What made you stick with it?

Passion. The desire to see the fruition of one’s ideas. The satisfaction that comes with seeing how other people can value your creation and design. The need to break free of the corporate slave cycle.

What sets your work apart from others in your niche?

Quality. What is worth doing is worth doing well. But of course, one cannot go the extra mile unless he has a passion for that thing. At Afrocentric accessories, we stand out from other fashion brands, first with our particular bias to local fabrics, craft and textiles; then, there’s the professionalism in the finished work and the quality of our products.

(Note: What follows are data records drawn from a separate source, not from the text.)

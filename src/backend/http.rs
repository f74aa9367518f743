//! Shared HTTP client, SSE parsing, and header helpers.

use std::sync::OnceLock;

use reqwest::header::{HeaderMap, HeaderValue, AUTHORIZATION, CONTENT_TYPE};

use crate::error::HowdahError;

static SHARED_CLIENT: OnceLock<reqwest::Client> = OnceLock::new();

/// Get (or create) the shared reqwest client.
pub fn shared_client() -> &'static reqwest::Client {
    SHARED_CLIENT.get_or_init(|| {
        reqwest::Client::builder()
            .pool_max_idle_per_host(10)
            .build()
            .expect("Failed to build HTTP client")
    })
}

/// Build default headers for a Bearer-token API.
pub fn bearer_headers(api_key: Option<&str>) -> HeaderMap {
    let mut headers = HeaderMap::new();
    headers.insert(CONTENT_TYPE, HeaderValue::from_static("application/json"));
    if let Some(key) = api_key {
        if let Ok(val) = HeaderValue::from_str(&format!("Bearer {key}")) {
            headers.insert(AUTHORIZATION, val);
        }
    }
    headers
}

/// Parse an SSE "data:" line, returning None for "[DONE]".
pub fn parse_sse_data(line: &str) -> Option<&str> {
    let data = line.strip_prefix("data: ")?;
    if data == "[DONE]" {
        return None;
    }
    Some(data)
}

/// Map a non-success HTTP status to this crate's taxonomy.
pub fn status_to_error(backend: &str, status: u16, body: &str) -> HowdahError {
    match status {
        401 | 403 => HowdahError::Credential(format!(
            "{backend} rejected the credential (status {status}): {body}"
        )),
        _ => HowdahError::sdk(backend, format!("status {status}: {body}")),
    }
}

#[cfg(test)]
mod tests {
    use super::*;

    #[test]
    fn parse_sse_data_strips_prefix_and_filters_done() {
        assert_eq!(parse_sse_data("data: {\"x\":1}"), Some("{\"x\":1}"));
        assert_eq!(parse_sse_data("data: [DONE]"), None);
        assert_eq!(parse_sse_data(": keepalive"), None);
    }

    #[test]
    fn bearer_headers_omit_authorization_without_key() {
        let headers = bearer_headers(None);
        assert!(headers.get(AUTHORIZATION).is_none());
        let headers = bearer_headers(Some("k"));
        assert_eq!(headers.get(AUTHORIZATION).unwrap(), "Bearer k");
    }

    #[test]
    fn unauthorized_status_maps_to_credential_error() {
        assert!(status_to_error("toolkit", 401, "nope").is_credential());
        assert!(matches!(
            status_to_error("toolkit", 500, "oops"),
            HowdahError::Sdk { .. }
        ));
    }
}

We don’t aim to be the run-of-the-mill type of designer that goes with the trend. We intend to be pacesetters and creators. That is why we are coming up with designs that would challenge our creativity. We are breaking down fashion borders that have conscripted the use of Ankara, batik, kente, and other African fabrics to a very limited spectrum.

Where do you plan to take this to?

Global. Think Louis Vuitton, think Calvin Klein, think Salvatore…. then think Afrocentric. In fact, we aim to be the African response to those brands.

We want to show that the same way linen, cotton and silk are used to create a whole lot of clothing and accessories, so we can do with local fabrics. African fashion and textiles cannot be held to such relic in this global age. We have to explore creative and innovative ways to using and wearing local textile, which is what Afrocentric accessories is all about.

What hurdles have you encountered and how are you dealing with them?

Our fashion sense when it comes to local fabrics. People still think that if you wear an Ankara sneakers, you must match it. Women still think that an Ankara bag must go with a complimentary dress. This is the type of mentality we are trying to counter with our designs.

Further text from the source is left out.